Reach for daily servings of fiber to help decrease your glycemic index and keep blood glucose at healthy levels. Choose foods such as quinoa, brown rice, chickpeas, beans and low-salt, low-salt packaged cereals to get started.

Fry foods should be avoided to safeguard both blood sugar and heart health. According to one recent study, people who consume four or more times weekly are at higher risk for both diabetes and cardiovascular disease.
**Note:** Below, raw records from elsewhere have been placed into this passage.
use std::io::BufReader;
use std::net::TcpStream;

use common::message::*;
use common::wire::{self, WireError};
use log::{debug, info};

/// Error reported by the ledger service, decoded from an [`ErrorResponse`].
#[derive(Debug, Clone, PartialEq, Eq, thiserror::Error)]
#[error("{kind}: {message}")]
pub struct ServerError {
    pub kind: ErrorKind,
    pub message: String,
    pub trace: Vec<String>,
}

impl From<ErrorResponse> for ServerError {
    fn from(resp: ErrorResponse) -> Self {
        Self {
            kind: resp.kind,
            message: resp.message,
            trace: resp.trace,
        }
    }
}

#[derive(Debug, thiserror::Error)]
pub enum ConnectionError {
    #[error("server error: {0}")]
    Server(#[from] ServerError),
    #[error("transport error: {0}")]
    Transport(#[from] WireError),
    #[error("expected {expected} response, got {actual}")]
    UnexpectedResponse {
        expected: &'static str,
        actual: &'static str,
    },
}

impl From<std::io::Error> for ConnectionError {
    fn from(err: std::io::Error) -> Self {
        ConnectionError::Transport(WireError::Io(err))
    }
}

/// Ledger operations the device issues. Every call blocks until the reply
/// arrives or the transport fails; nothing is retried.
pub trait LedgerClient: Send {
    /// `None` when no batch carries the code.
    fn get_batch_name(&mut self, batch_code: &str) -> Result<Option<String>, ConnectionError>;
    fn associate_batch(&mut self, batch_code: &str, batch_name: &str) -> Result<i32, ConnectionError>;
    fn start_activity_period(
        &mut self,
        workstation_code: &str,
        num_workers: i32,
    ) -> Result<(), ConnectionError>;
    fn stop_activity_period(&mut self, workstation_code: &str) -> Result<(), ConnectionError>;
    fn start_work_run(&mut self, workstation_code: &str) -> Result<(), ConnectionError>;
    fn stop_work_run(&mut self, workstation_code: &str) -> Result<(), ConnectionError>;
    fn start_work(&mut self, workstation_code: &str, batch_code: &str) -> Result<(), ConnectionError>;
    fn stop_work(&mut self, workstation_code: &str) -> Result<(), ConnectionError>;
}

/// Long-lived request/reply connection to the ledger service, one request in
/// flight at a time.
pub struct ServerConnection {
    reader: BufReader<TcpStream>,
    writer: TcpStream,
}

impl ServerConnection {
    pub fn connect(address: &str) -> Result<Self, ConnectionError> {
        let writer = TcpStream::connect(address)?;
        writer.set_nodelay(true)?;
        let reader = BufReader::new(writer.try_clone()?);
        info!("Connected to ledger at {address}");

        Ok(Self { reader, writer })
    }

    /// Sends one request and waits for its reply. An error reply is returned
    /// as [`ConnectionError::Server`].
    pub fn communicate(&mut self, request: &Request) -> Result<Response, ConnectionError> {
        debug!("-> {request:?}");
        wire::write_frame(&mut self.writer, request)?;
        let mut frame = wire::read_frame(&mut self.reader)?;
        let response = wire::decode::<Response>(&mut frame)?;
        debug!("<- {response:?}");

        match response {
            Response::Error(err) => Err(ServerError::from(err).into()),
            response => Ok(response),
        }
    }

    fn acknowledge(&mut self, request: Request, expected: Response) -> Result<(), ConnectionError> {
        let response = self.communicate(&request)?;
        if response == expected {
            Ok(())
        } else {
            Err(unexpected(expected.kind(), &response))
        }
    }
}

fn unexpected(expected: &'static str, actual: &Response) -> ConnectionError {
    ConnectionError::UnexpectedResponse {
        expected,
        actual: actual.kind(),
    }
}

impl LedgerClient for ServerConnection {
    fn get_batch_name(&mut self, batch_code: &str) -> Result<Option<String>, ConnectionError> {
        let request = Request::BatchNameQuery(BatchNameQueryRequest {
            batch_code: batch_code.to_string(),
        });
        match self.communicate(&request)? {
            Response::BatchNameQuery(resp) => Ok(resp.batch_name),
            other => Err(unexpected("BatchNameQuery", &other)),
        }
    }

    fn associate_batch(&mut self, batch_code: &str, batch_name: &str) -> Result<i32, ConnectionError> {
        let request = Request::BatchAssociation(BatchAssociationRequest {
            batch_code: batch_code.to_string(),
            batch_name: batch_name.to_string(),
        });
        match self.communicate(&request)? {
            Response::BatchAssociation(resp) => Ok(resp.batch_id),
            other => Err(unexpected("BatchAssociation", &other)),
        }
    }

    fn start_activity_period(
        &mut self,
        workstation_code: &str,
        num_workers: i32,
    ) -> Result<(), ConnectionError> {
        self.acknowledge(
            Request::StartActivityPeriod(StartActivityPeriodRequest {
                workstation_code: workstation_code.to_string(),
                num_workers,
            }),
            Response::StartActivityPeriod,
        )
    }

    fn stop_activity_period(&mut self, workstation_code: &str) -> Result<(), ConnectionError> {
        self.acknowledge(
            Request::StopActivityPeriod(StopActivityPeriodRequest {
                workstation_code: workstation_code.to_string(),
            }),
            Response::StopActivityPeriod,
        )
    }

    fn start_work_run(&mut self, workstation_code: &str) -> Result<(), ConnectionError> {
        self.acknowledge(
            Request::StartWorkRun(StartWorkRunRequest {
                workstation_code: workstation_code.to_string(),
            }),
            Response::StartWorkRun,
        )
    }

    fn stop_work_run(&mut self, workstation_code: &str) -> Result<(), ConnectionError> {
        self.acknowledge(
            Request::StopWorkRun(StopWorkRunRequest {
                workstation_code: workstation_code.to_string(),
            }),
            Response::StopWorkRun,
        )
    }

    fn start_work(&mut self, workstation_code: &str, batch_code: &str) -> Result<(), ConnectionError> {
        self.acknowledge(
            Request::StartWork(StartWorkRequest {
                workstation_code: workstation_code.to_string(),
                batch_code: batch_code.to_string(),
            }),
            Response::StartWork,
        )
    }

    fn stop_work(&mut self, workstation_code: &str) -> Result<(), ConnectionError> {
        self.acknowledge(
            Request::StopWork(StopWorkRequest {
                workstation_code: workstation_code.to_string(),
            }),
            Response::StopWork,
        )
    }
}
To make healthier food choices, opt for soup-based noodles such as yong tau foo or sliced fish soup; opt for steamed, stewed, braised, baked or grilled dishes over fried foods; reduce salt usage with herbs and spices at both home and at the table;

Avoiding High-Fat Foods

Everyone should limit their intake of fat as it contributes to weight gain, increased glucose and triglyceride levels and may increase cardiovascular disease risk. People living with diabetes should especially pay attention when selecting high-fat foods since these often contain higher concentrations of saturated (meat, dairy products such as cream and butter, solid cooking fats like lard and copha) and trans fatty acids that increase cardiovascular disease risk.

If you decide to indulge in nasi lemak, select brown rice over white as it has a lower glycemic index. When serving up this dish, keep portions small – approximately one fistful or quarter of your fistful of rice – and avoid drizzles of dark soya sauce as this adds extra sodium into your meal.

Although making diabetic-friendly food choices may seem difficult, they’re definitely doable! Simply remember to balance meals with vegetables and lean proteins while sipping plenty of water instead of high-sugar drinks.

Choosing the Right Diet

Many people believe their food options will be severely limited when living with diabetes, but this is far from true. There are numerous local dishes in Singapore suitable for those living with this condition. When selecting foods to eat in Singapore for diabetics, avoid processed snacks with high levels of saturated fats and sodium content, which increase risk for heart disease while excess salt raises blood pressure levels significantly and could cause kidney issues.

If dining out, request less rice than is typically offered and reduce or forgo sambal chilli altogether. Instead, consider adding more cucumbers to your nasi lemak, rendang chicken, petai or cabbage dishes and selecting vegetable sides like bak kwai or satay instead of traditional fast foods like wings, eggs or cutlets.

Diets that provide nutritious proteins and fats, low-GI carbohydrates, fresh fruits and vegetables, whole grains, and heart-healthy fiber can be extremely helpful when managing diabetes. Before making any dietary adjustments it is advisable to consult a registered dietitian.